What you return should be each line of the data containing the string "filename".

Collected data:
====
use crate::dtype::{DType, DTypeError};
use crate::onnx;
use crate::onnx::attribute_proto::AttributeType;

#[derive(Debug, thiserror::Error)]
pub enum ONNXDecodingError {
    #[error("Missing field \"{0}\"")]
    MissingField(&'static str),
    #[error("Negative dimension {1} in value \"{0}\"")]
    NegativeDimensionError(String, i64),
    #[error("Unknown attribute type {1} for attribute \"{0}\"")]
    UnknownAttributeType(String, i32),
}

/// Identifier handed out to every node while a model is decoded. Unique across the
/// main graph and all of its nested subgraphs.
pub type NodeId = usize;

#[derive(Clone, Debug, PartialEq, Eq, Hash)]
pub enum Dimension {
    Fixed(u64),
    Symbolic(String),
    Unknown,
}

impl Dimension {
    pub fn fixed_value(&self) -> Option<u64> {
        if let Dimension::Fixed(x) = self {
            Some(*x)
        } else {
            None
        }
    }

    pub fn symbolic_name(&self) -> Option<&str> {
        if let Dimension::Symbolic(x) = self {
            Some(x)
        } else {
            None
        }
    }
}

impl std::fmt::Display for Dimension {
    fn fmt(&self, f: &mut std::fmt::Formatter<'_>) -> std::fmt::Result {
        match self {
            Dimension::Fixed(x) => write!(f, "{x}"),
            Dimension::Symbolic(x) => write!(f, "{x}"),
            Dimension::Unknown => write!(f, "?"),
        }
    }
}

#[derive(Clone, Debug, PartialEq)]
pub struct TensorType {
    /// Raw ONNX `elem_type`; see [`TensorType::dtype`].
    pub elem_type: i32,
    pub shape: Option<Vec<Dimension>>,
    /// Per-dimension denotations, parallel to `shape`. Empty when none were declared.
    pub dim_denotations: Vec<String>,
    pub denotation: String,
}

impl TensorType {
    pub fn dtype(&self) -> Result<DType, DTypeError> {
        DType::from_onnx_i32(self.elem_type)
    }

    fn from_onnx(
        value_name: &str,
        tensor: onnx::type_proto::Tensor,
        denotation: String,
    ) -> Result<Self, ONNXDecodingError> {
        let (shape, dim_denotations) = match tensor.shape {
            Some(onnx_shape) => {
                let mut dimensions = Vec::with_capacity(onnx_shape.dim.len());
                let mut dim_denotations = Vec::with_capacity(onnx_shape.dim.len());
                for dim in onnx_shape.dim {
                    dimensions.push(match dim.value {
                        Some(onnx::tensor_shape_proto::dimension::Value::DimValue(x)) => {
                            if x < 0 {
                                return Err(ONNXDecodingError::NegativeDimensionError(
                                    value_name.to_string(),
                                    x,
                                ));
                            }
                            Dimension::Fixed(x as u64)
                        }
                        Some(onnx::tensor_shape_proto::dimension::Value::DimParam(x)) => {
                            Dimension::Symbolic(x)
                        }
                        None => Dimension::Unknown,
                    });
                    dim_denotations.push(dim.denotation);
                }
                if dim_denotations.iter().all(|x| x.is_empty()) {
                    dim_denotations.clear();
                }
                (Some(dimensions), dim_denotations)
            }
            None => (None, vec![]),
        };
        Ok(Self {
            elem_type: tensor.elem_type,
            shape,
            dim_denotations,
            denotation,
        })
    }

    fn to_onnx(&self) -> onnx::TypeProto {
        let shape = self.shape.as_ref().map(|dims| onnx::TensorShapeProto {
            dim: dims
                .iter()
                .enumerate()
                .map(|(i, dim)| onnx::tensor_shape_proto::Dimension {
                    denotation: self.dim_denotations.get(i).cloned().unwrap_or_default(),
                    value: match dim {
                        Dimension::Fixed(x) => {
                            Some(onnx::tensor_shape_proto::dimension::Value::DimValue(*x as i64))
                        }
                        Dimension::Symbolic(x) => Some(
                            onnx::tensor_shape_proto::dimension::Value::DimParam(x.clone()),
                        ),
                        Dimension::Unknown => None,
                    },
                })
                .collect(),
        });
        onnx::TypeProto {
            denotation: self.denotation.clone(),
            value: Some(onnx::type_proto::Value::TensorType(
                onnx::type_proto::Tensor {
                    elem_type: self.elem_type,
                    shape,
                },
            )),
        }
    }
}

#[derive(Clone, Debug, PartialEq)]
pub enum ValueType {
    Tensor(TensorType),
    /// Sequence, map, optional and sparse types are carried through untouched.
    Other(onnx::TypeProto),
}

#[derive(Clone, Debug, PartialEq)]
pub struct ValueInfo {
    pub name: String,
    pub value_type: Option<ValueType>,
    pub doc_string: String,
    pub metadata_props: Vec<onnx::StringStringEntryProto>,
}

impl ValueInfo {
    pub fn tensor_type(&self) -> Option<&TensorType> {
        if let Some(ValueType::Tensor(x)) = &self.value_type {
            Some(x)
        } else {
            None
        }
    }

    pub fn tensor_type_mut(&mut self) -> Option<&mut TensorType> {
        if let Some(ValueType::Tensor(x)) = &mut self.value_type {
            Some(x)
        } else {
            None
        }
    }

    pub fn shape(&self) -> Option<&[Dimension]> {
        self.tensor_type().and_then(|x| x.shape.as_deref())
    }

    pub fn shape_mut(&mut self) -> Option<&mut Vec<Dimension>> {
        self.tensor_type_mut().and_then(|x| x.shape.as_mut())
    }

    pub fn from_onnx(value_info: onnx::ValueInfoProto) -> Result<Self, ONNXDecodingError> {
        let value_type = match value_info.r#type {
            Some(onnx::TypeProto {
                denotation,
                value: Some(onnx::type_proto::Value::TensorType(tensor)),
            }) => Some(ValueType::Tensor(TensorType::from_onnx(
                &value_info.name,
                tensor,
                denotation,
            )?)),
            Some(other) => Some(ValueType::Other(other)),
            None => None,
        };
        Ok(Self {
            name: value_info.name,
            value_type,
            doc_string: value_info.doc_string,
            metadata_props: value_info.metadata_props,
        })
    }

    pub fn to_onnx(&self) -> onnx::ValueInfoProto {
        onnx::ValueInfoProto {
            name: self.name.clone(),
            r#type: match &self.value_type {
                Some(ValueType::Tensor(x)) => Some(x.to_onnx()),
                Some(ValueType::Other(x)) => Some(x.clone()),
                None => None,
            },
            doc_string: self.doc_string.clone(),
            metadata_props: self.metadata_props.clone(),
        }
    }
}
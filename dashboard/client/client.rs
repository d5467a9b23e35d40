use showroom_charts::chartjs::Chart;
use showroom_charts::config::{GRAY, GRAY_TRANSPARENT, GREEN, GREEN_TRANSPARENT};
use showroom_charts::pie_chart::{
	ChartKind, LegendOptions, LegendPosition, PieChartConfig, PieChartData, PieChartDataset,
	PieChartOptions, PluginOptions, TitleOptions,
};
use wasm_bindgen::prelude::*;
use wasm_bindgen::JsCast;

#[wasm_bindgen(start)]
pub fn start() {
	console_error_panic_hook::set_once();
	boot_status_pie_chart();
}

/// Draw the available/sold pie chart into the `status_pie_chart` container. Pages without the container are left untouched.
pub fn boot_status_pie_chart() {
	let window = web_sys::window().unwrap();
	let document = window.document().unwrap();
	let container = match document.get_element_by_id("status_pie_chart") {
		Some(container) => container,
		None => return,
	};
	let container = container.dyn_into::<web_sys::HtmlElement>().unwrap();
	let available = count_from_attr(container.dataset().get("available"));
	let sold = count_from_attr(container.dataset().get("sold"));
	let config = status_pie_chart_config(available, sold);
	let config = JsValue::from_serde(&config).unwrap();
	Chart::new(&container, &config);
}

fn status_pie_chart_config(available: i64, sold: i64) -> PieChartConfig {
	PieChartConfig {
		kind: ChartKind::Pie,
		data: PieChartData {
			labels: vec!["Available".to_owned(), "Sold".to_owned()],
			datasets: vec![PieChartDataset {
				data: vec![available, sold],
				background_color: vec![GREEN_TRANSPARENT.to_owned(), GRAY_TRANSPARENT.to_owned()],
				border_color: vec![GREEN.to_owned(), GRAY.to_owned()],
				border_width: 2,
			}],
		},
		options: PieChartOptions {
			responsive: true,
			plugins: PluginOptions {
				legend: LegendOptions {
					position: LegendPosition::Bottom,
				},
				title: TitleOptions { display: false },
			},
		},
	}
}

/// Parse a count from a data attribute. Missing or non-numeric values count as zero.
fn count_from_attr(value: Option<String>) -> i64 {
	value
		.and_then(|value| value.trim().parse().ok())
		.unwrap_or(0)
}

#[test]
fn test_count_from_attr() {
	assert_eq!(count_from_attr(Some("12".to_owned())), 12);
	assert_eq!(count_from_attr(Some(" 8 ".to_owned())), 8);
	assert_eq!(count_from_attr(Some("007".to_owned())), 7);
	assert_eq!(count_from_attr(Some("abc".to_owned())), 0);
	assert_eq!(count_from_attr(Some("12.5".to_owned())), 0);
	assert_eq!(count_from_attr(Some("".to_owned())), 0);
	assert_eq!(count_from_attr(None), 0);
	// Negative values pass through unchanged.
	assert_eq!(count_from_attr(Some("-5".to_owned())), -5);
}

#[test]
fn test_status_pie_chart_config() {
	let config = status_pie_chart_config(12, 5);
	assert_eq!(config.data.labels, vec!["Available", "Sold"]);
	assert_eq!(config.data.datasets.len(), 1);
	assert_eq!(config.data.datasets[0].data, vec![12, 5]);
	assert_eq!(config.data.datasets[0].border_width, 2);
	assert_eq!(
		config.options.plugins.legend.position,
		LegendPosition::Bottom
	);
	assert!(!config.options.plugins.title.display);
	assert!(config.options.responsive);
	let config = status_pie_chart_config(0, 3);
	assert_eq!(config.data.labels, vec!["Available", "Sold"]);
	assert_eq!(config.data.datasets[0].data, vec![0, 3]);
	let config = status_pie_chart_config(0, 0);
	assert_eq!(config.data.datasets[0].data, vec![0, 0]);
}
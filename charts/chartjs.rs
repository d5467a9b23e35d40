use wasm_bindgen::prelude::*;

#[wasm_bindgen]
extern "C" {
	/// A chart instance owned by the Chart.js runtime.
	pub type Chart;

	/// Bind a configuration to a target element and draw it. Chart.js takes over rendering from here, so callers are free to drop the returned handle.
	#[wasm_bindgen(constructor)]
	pub fn new(target: &web_sys::Element, config: &JsValue) -> Chart;
}
// Slice colors from the app's bootstrap theme. Fills are semi-transparent, borders opaque.
pub const GREEN: &str = "rgba(25, 135, 84, 1)";
pub const GREEN_TRANSPARENT: &str = "rgba(25, 135, 84, 0.7)";
pub const GRAY: &str = "rgba(108, 117, 125, 1)";
pub const GRAY_TRANSPARENT: &str = "rgba(108, 117, 125, 0.7)";
//! Shared configuration loader for the swatch token compiler.
//!
//! `defaults/swatch.default.toml` is embedded into the binary so that docs and
//! runtime behavior stay in sync. The CLI layers the project file and flag
//! overrides on top of those defaults via [`Loader`] before deserializing into
//! [`SwatchConfig`].

use config::builder::DefaultState;
use config::{Config, ConfigBuilder, ConfigError, File, FileFormat, ValueKind};
use serde::Deserialize;
use std::path::{Path, PathBuf};
use std::time::Duration;
use swatch_emit::formats::DartOptions;

const DEFAULT_TOML: &str = include_str!("../defaults/swatch.default.toml");

/// Top-level configuration consumed by the swatch CLI.
#[derive(Debug, Clone, Deserialize)]
pub struct SwatchConfig {
    /// Token documents, merged in order
    pub sources: Vec<PathBuf>,
    pub output: OutputConfig,
    pub dart: DartConfig,
    pub watch: WatchConfig,
}

/// Destination of each artifact.
#[derive(Debug, Clone, Deserialize)]
pub struct OutputConfig {
    pub css: PathBuf,
    pub dart: PathBuf,
}

/// Mirrors the knobs exposed by the Dart format.
#[derive(Debug, Clone, Deserialize)]
pub struct DartConfig {
    pub class_name: String,
    pub source_label: String,
    pub scale_helper: bool,
}

impl DartConfig {
    pub fn options(&self) -> DartOptions {
        DartOptions {
            class_name: self.class_name.clone(),
            source_label: self.source_label.clone(),
            scale_helper: self.scale_helper,
        }
    }
}

#[derive(Debug, Clone, Deserialize)]
pub struct WatchConfig {
    pub poll_interval_ms: u64,
    pub debounce_ms: u64,
}

impl WatchConfig {
    pub fn poll_interval(&self) -> Duration {
        Duration::from_millis(self.poll_interval_ms)
    }

    pub fn debounce(&self) -> Duration {
        Duration::from_millis(self.debounce_ms)
    }
}

/// Helper for layering user overrides over the built-in defaults.
#[derive(Debug, Clone)]
pub struct Loader {
    builder: ConfigBuilder<DefaultState>,
}

impl Loader {
    /// Start a loader seeded with the embedded defaults.
    pub fn new() -> Self {
        let builder = Config::builder().add_source(File::from_str(DEFAULT_TOML, FileFormat::Toml));
        Self { builder }
    }

    /// Layer a configuration file. Missing files trigger an error.
    pub fn with_file(mut self, path: impl AsRef<Path>) -> Self {
        let source = File::from(path.as_ref())
            .format(FileFormat::Toml)
            .required(true);
        self.builder = self.builder.add_source(source);
        self
    }

    /// Layer an optional configuration file (ignored if the file is absent).
    pub fn with_optional_file(mut self, path: impl AsRef<Path>) -> Self {
        let source = File::from(path.as_ref())
            .format(FileFormat::Toml)
            .required(false);
        self.builder = self.builder.add_source(source);
        self
    }

    /// Apply a single key/value override (useful for CLI settings).
    pub fn set_override<I>(mut self, key: &str, value: I) -> Result<Self, ConfigError>
    where
        I: Into<ValueKind>,
    {
        self.builder = self.builder.set_override(key, value)?;
        Ok(self)
    }

    /// Finalize the builder and deserialize the resulting configuration.
    pub fn build(self) -> Result<SwatchConfig, ConfigError> {
        self.builder.build()?.try_deserialize()
    }
}

impl Default for Loader {
    fn default() -> Self {
        Self::new()
    }
}

/// Convenience helper for callers that only need the defaults.
pub fn load_defaults() -> Result<SwatchConfig, ConfigError> {
    Loader::new().build()
}
//! Format registry for format discovery and selection
//!
//! This module provides a centralized registry for all artifact formats.
//! Formats can be registered and retrieved by name.

use crate::error::FormatError;
use crate::format::Format;
use std::collections::HashMap;
use swatch_core::swatch::TokenSet;

/// Registry of artifact formats
///
/// # Examples
///
/// ```ignore
/// let mut registry = FormatRegistry::with_defaults();
/// registry.register(DartFormat::new(options));
///
/// let css = registry.serialize(&resolution.tokens, "css")?;
/// ```
pub struct FormatRegistry {
    formats: HashMap<String, Box<dyn Format>>,
}

impl FormatRegistry {
    /// Create a new empty registry
    pub fn new() -> Self {
        FormatRegistry {
            formats: HashMap::new(),
        }
    }

    /// Register a format
    ///
    /// If a format with the same name already exists, it will be replaced. This is how callers
    /// swap in a configured variant of a built-in format.
    pub fn register<F: Format + 'static>(&mut self, format: F) {
        self.formats
            .insert(format.name().to_string(), Box::new(format));
    }

    /// Get a format by name
    pub fn get(&self, name: &str) -> Result<&dyn Format, FormatError> {
        self.formats
            .get(name)
            .map(|f| f.as_ref())
            .ok_or_else(|| FormatError::FormatNotFound(name.to_string()))
    }

    /// Check if a format exists
    pub fn has(&self, name: &str) -> bool {
        self.formats.contains_key(name)
    }

    /// List all available format names (sorted)
    pub fn list_formats(&self) -> Vec<String> {
        let mut names: Vec<_> = self.formats.keys().cloned().collect();
        names.sort();
        names
    }

    /// Serialize tokens using the specified format
    pub fn serialize(&self, tokens: &TokenSet, format: &str) -> Result<String, FormatError> {
        self.get(format)?.serialize(tokens)
    }

    /// Create a registry with default formats
    pub fn with_defaults() -> Self {
        let mut registry = Self::new();

        registry.register(crate::formats::css::CssFormat);
        registry.register(crate::formats::dart::DartFormat::default());
        registry.register(crate::formats::json::JsonFormat);

        registry
    }
}

impl Default for FormatRegistry {
    fn default() -> Self {
        Self::with_defaults()
    }
}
====
Response to the task:
filename dashboard/client/client.rs
filename charts/chartjs.rs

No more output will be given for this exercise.